Le vice-président de la Sierra Leone, Mohamed Juldeh Jalloh, a accueilli avec émotion les soldats léonais libérés par l’armée guinéenne, à l’issue de négociations menées avec détermination. Ce geste, au-delà de sa portée humanitaire, incarne un signal fort pour la stabilité et la coopération en Afrique de l’Ouest.  

La libération de ces militaires ne se limite pas à un simple retour au pays : elle traduit la capacité des États voisins à privilégier le dialogue face aux tensions. Dans une sous-région souvent marquée par des crispations politiques et sécuritaires, cet épisode rappelle que la diplomatie reste l’arme la plus puissante pour préserver la paix.
Pour la Sierra Leone, l’accueil de ses soldats est un moment de soulagement national. Pour la Guinée, c’est une démonstration de responsabilité et de volonté d’apaisement.
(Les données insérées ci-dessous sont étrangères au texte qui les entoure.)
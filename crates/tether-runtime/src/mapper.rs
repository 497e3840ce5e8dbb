#![forbid(unsafe_code)]

//! Derived properties: a transformed view of another property.
//!
//! [`MappedProperty`] lets one underlying object back several differently
//! shaped settings keys. A check box's `checked` flag can be registered once
//! as itself and once as its complement (`"hide toolbar"` vs `"show
//! toolbar"`) without touching the widget.
//!
//! The transform is a [`ValueMapper`]: a forward function applied on read
//! and its inverse applied on write.
//!
//! # Invariants
//!
//! 1. `read() == forward(inner.read())` and `write(v) == inner.write(inverse(v))`.
//! 2. The inner notification is forwarded unchanged.
//! 3. A value outside the mapper's domain is an error, never coerced.
//!
//! Forward and inverse are *assumed* to be true inverses. Nothing checks it;
//! a `Custom` mapper that is not invertible round-trips incorrectly.

use std::rc::Rc;

use tether_core::{Value, ValueKind};

use crate::property::{Property, PropertyError};
use crate::reactive::Subscription;

type MapFn = dyn Fn(&Value) -> Option<Value>;

/// A forward/inverse pair over [`Value`]s.
#[derive(Clone)]
pub enum ValueMapper {
    /// Logical NOT over booleans. Its own inverse.
    Complement,
    /// Boolean exposed as one of two integers.
    BoolAsInt { true_value: i64, false_value: i64 },
    /// Boolean exposed as one of two strings.
    BoolAsText {
        true_value: String,
        false_value: String,
    },
    /// Caller supplied pair. `None` means "outside the domain".
    Custom {
        name: String,
        forward: Rc<MapFn>,
        inverse: Rc<MapFn>,
    },
}

impl ValueMapper {
    /// `true`/`false` as `1`/`0`.
    #[must_use]
    pub const fn bool_as_int() -> Self {
        Self::BoolAsInt {
            true_value: 1,
            false_value: 0,
        }
    }

    #[must_use]
    pub fn bool_as_text(true_value: impl Into<String>, false_value: impl Into<String>) -> Self {
        Self::BoolAsText {
            true_value: true_value.into(),
            false_value: false_value.into(),
        }
    }

    pub fn custom(
        name: impl Into<String>,
        forward: impl Fn(&Value) -> Option<Value> + 'static,
        inverse: impl Fn(&Value) -> Option<Value> + 'static,
    ) -> Self {
        Self::Custom {
            name: name.into(),
            forward: Rc::new(forward),
            inverse: Rc::new(inverse),
        }
    }

    #[must_use]
    pub fn name(&self) -> &str {
        match self {
            Self::Complement => "complement",
            Self::BoolAsInt { .. } => "bool-as-int",
            Self::BoolAsText { .. } => "bool-as-text",
            Self::Custom { name, .. } => name,
        }
    }

    /// Map an inner value to the derived value.
    pub fn forward(&self, value: &Value) -> Result<Value, PropertyError> {
        match self {
            Self::Complement => Ok(Value::Bool(!self.expect_bool(value)?)),
            Self::BoolAsInt {
                true_value,
                false_value,
            } => Ok(Value::Int(if self.expect_bool(value)? {
                *true_value
            } else {
                *false_value
            })),
            Self::BoolAsText {
                true_value,
                false_value,
            } => Ok(Value::Text(if self.expect_bool(value)? {
                true_value.clone()
            } else {
                false_value.clone()
            })),
            Self::Custom { forward, .. } => {
                forward(value).ok_or_else(|| self.out_of_domain(value))
            }
        }
    }

    /// Map a derived value back to the inner value.
    pub fn inverse(&self, value: &Value) -> Result<Value, PropertyError> {
        match self {
            Self::Complement => Ok(Value::Bool(!self.expect_bool(value)?)),
            Self::BoolAsInt {
                true_value,
                false_value,
            } => match value {
                Value::Int(n) if n == true_value => Ok(Value::Bool(true)),
                Value::Int(n) if n == false_value => Ok(Value::Bool(false)),
                Value::Int(_) => Err(self.out_of_domain(value)),
                other => Err(self.mismatch(ValueKind::Int, other)),
            },
            Self::BoolAsText {
                true_value,
                false_value,
            } => match value {
                Value::Text(s) if s == true_value => Ok(Value::Bool(true)),
                Value::Text(s) if s == false_value => Ok(Value::Bool(false)),
                Value::Text(_) => Err(self.out_of_domain(value)),
                other => Err(self.mismatch(ValueKind::Text, other)),
            },
            Self::Custom { inverse, .. } => {
                inverse(value).ok_or_else(|| self.out_of_domain(value))
            }
        }
    }

    fn expect_bool(&self, value: &Value) -> Result<bool, PropertyError> {
        value
            .as_bool()
            .ok_or_else(|| self.mismatch(ValueKind::Bool, value))
    }

    fn mismatch(&self, expected: ValueKind, found: &Value) -> PropertyError {
        PropertyError::type_mismatch(self.name(), expected, found.kind())
    }

    fn out_of_domain(&self, value: &Value) -> PropertyError {
        PropertyError::out_of_domain(self.name(), value.clone())
    }
}

impl std::fmt::Debug for ValueMapper {
    fn fmt(&self, f: &mut std::fmt::Formatter<'_>) -> std::fmt::Result {
        match self {
            Self::Complement => f.write_str("Complement"),
            Self::BoolAsInt {
                true_value,
                false_value,
            } => f
                .debug_struct("BoolAsInt")
                .field("true_value", true_value)
                .field("false_value", false_value)
                .finish(),
            Self::BoolAsText {
                true_value,
                false_value,
            } => f
                .debug_struct("BoolAsText")
                .field("true_value", true_value)
                .field("false_value", false_value)
                .finish(),
            Self::Custom { name, .. } => f
                .debug_struct("Custom")
                .field("name", name)
                .finish_non_exhaustive(),
        }
    }
}

/// A [`Property`] presenting `mapper` applied to `inner`.
#[derive(Debug)]
pub struct MappedProperty<P> {
    name: String,
    inner: P,
    mapper: ValueMapper,
}

impl<P: Property> MappedProperty<P> {
    pub fn new(name: impl Into<String>, inner: P, mapper: ValueMapper) -> Self {
        Self {
            name: name.into(),
            inner,
            mapper,
        }
    }

    /// The boolean complement of `inner`, named `"complement"`.
    pub fn complement(inner: P) -> Self {
        Self::new("complement", inner, ValueMapper::Complement)
    }

    pub fn inner(&self) -> &P {
        &self.inner
    }

    pub fn mapper(&self) -> &ValueMapper {
        &self.mapper
    }
}

impl<P: Property> Property for MappedProperty<P> {
    fn name(&self) -> &str {
        &self.name
    }

    fn read(&self) -> Result<Value, PropertyError> {
        self.mapper.forward(&self.inner.read()?)
    }

    fn write(&self, value: Value) -> Result<(), PropertyError> {
        self.inner.write(self.mapper.inverse(&value)?)
    }

    fn subscribe(&self, on_change: Rc<dyn Fn()>) -> Result<Subscription, PropertyError> {
        self.inner.subscribe(on_change)
    }
}

#[cfg(test)]
mod tests {
    use super::*;
    use crate::reactive::{Observable, PropertyBinding};
    use std::cell::Cell;

    #[test]
    fn complement_reads_negated() {
        let checked = Observable::new(false);
        let prop = MappedProperty::complement(PropertyBinding::new("checked", &checked));
        assert_eq!(prop.read(), Ok(Value::Bool(true)));

        checked.set(true);
        assert_eq!(prop.read(), Ok(Value::Bool(false)));
    }

    #[test]
    fn complement_round_trips_every_bool() {
        let checked = Observable::new(false);
        let prop = MappedProperty::complement(PropertyBinding::new("checked", &checked));
        for v in [false, true, true, false] {
            prop.write(Value::Bool(v)).unwrap();
            assert_eq!(prop.read(), Ok(Value::Bool(v)));
            assert_eq!(checked.get(), !v);
        }
    }

    #[test]
    fn mapped_property_forwards_notification() {
        let checked = Observable::new(false);
        let prop = MappedProperty::complement(PropertyBinding::new("checked", &checked));
        let hits = Rc::new(Cell::new(0));
        let h = Rc::clone(&hits);
        let _sub = prop.subscribe(Rc::new(move || h.set(h.get() + 1))).unwrap();

        checked.set(true);
        assert_eq!(hits.get(), 1);
        assert_eq!(prop.name(), "complement");
        assert_eq!(prop.inner().name(), "checked");
    }

    #[test]
    fn bool_as_int_is_strict_on_inverse() {
        let flag = Observable::new(true);
        let prop = MappedProperty::new(
            "valueAsInt",
            PropertyBinding::new("checked", &flag),
            ValueMapper::bool_as_int(),
        );
        assert_eq!(prop.read(), Ok(Value::Int(1)));

        prop.write(Value::Int(0)).unwrap();
        assert!(!flag.get());

        let err = prop.write(Value::Int(7)).unwrap_err();
        assert_eq!(err, PropertyError::out_of_domain("bool-as-int", Value::Int(7)));
        assert!(!flag.get(), "rejected write leaves the object untouched");
    }

    #[test]
    fn bool_as_text_maps_both_ways() {
        let flag = Observable::new(false);
        let prop = MappedProperty::new(
            "valueAsString",
            PropertyBinding::new("checked", &flag),
            ValueMapper::bool_as_text("on", "off"),
        );
        assert_eq!(prop.read(), Ok(Value::from("off")));
        prop.write(Value::from("on")).unwrap();
        assert!(flag.get());

        let err = prop.write(Value::Bool(true)).unwrap_err();
        assert_eq!(
            err,
            PropertyError::type_mismatch("bool-as-text", ValueKind::Text, ValueKind::Bool)
        );
    }

    #[test]
    fn complement_over_non_bool_is_type_mismatch() {
        let text = Observable::new(String::from("x"));
        let prop = MappedProperty::complement(PropertyBinding::new("text", &text));
        assert_eq!(
            prop.read(),
            Err(PropertyError::type_mismatch(
                "complement",
                ValueKind::Bool,
                ValueKind::Text
            ))
        );
    }

    #[test]
    fn custom_mapper_reports_out_of_domain() {
        let level = Observable::new(2_i64);
        let mapper = ValueMapper::custom(
            "level-name",
            |v| match v.as_int()? {
                1 => Some(Value::from("low")),
                2 => Some(Value::from("high")),
                _ => None,
            },
            |v| match v.as_str()? {
                "low" => Some(Value::Int(1)),
                "high" => Some(Value::Int(2)),
                _ => None,
            },
        );
        let prop = MappedProperty::new("level", PropertyBinding::new("level", &level), mapper);
        assert_eq!(prop.read(), Ok(Value::from("high")));

        prop.write(Value::from("low")).unwrap();
        assert_eq!(level.get(), 1);

        level.set(9);
        assert!(matches!(
            prop.read(),
            Err(PropertyError::OutOfDomain { ref mapper, .. }) if mapper == "level-name"
        ));
    }

    #[test]
    fn mapper_debug_hides_closures() {
        let mapper = ValueMapper::custom("id", |v| Some(v.clone()), |v| Some(v.clone()));
        assert_eq!(format!("{mapper:?}"), "Custom { name: \"id\", .. }");
        assert_eq!(format!("{:?}", ValueMapper::Complement), "Complement");
    }

    mod props {
        use super::*;
        use proptest::prelude::*;

        proptest! {
            #[test]
            fn bool_as_int_round_trips(
                t in any::<i64>(),
                f in any::<i64>(),
                writes in prop::collection::vec(any::<bool>(), 1..8),
            ) {
                prop_assume!(t != f);
                let flag = Observable::new(false);
                let prop = MappedProperty::new(
                    "valueAsInt",
                    PropertyBinding::new("checked", &flag),
                    ValueMapper::BoolAsInt { true_value: t, false_value: f },
                );
                for b in writes {
                    let exposed = Value::Int(if b { t } else { f });
                    prop.write(exposed.clone()).unwrap();
                    prop_assert_eq!(flag.get(), b);
                    prop_assert_eq!(prop.read().unwrap(), exposed);
                }
            }
        }
    }
}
Et pour l’ensemble de la CEDEAO, c’est un exemple de règlement pacifique qui pourrait inspirer d’autres processus de médiation.
Au-delà des frontières, l’événement met en lumière l’enjeu crucial de la coopération militaire et politique dans une région où les défis sécuritaires du terrorisme aux tensions communautaires  exigent une solidarité sans faille.
La scène de Mohamed Juldeh Jalloh entourant ses compatriotes libérés devient ainsi une image symbolique : celle d’une sous-région qui, malgré ses fragilités, cherche à bâtir des ponts plutôt que des murs.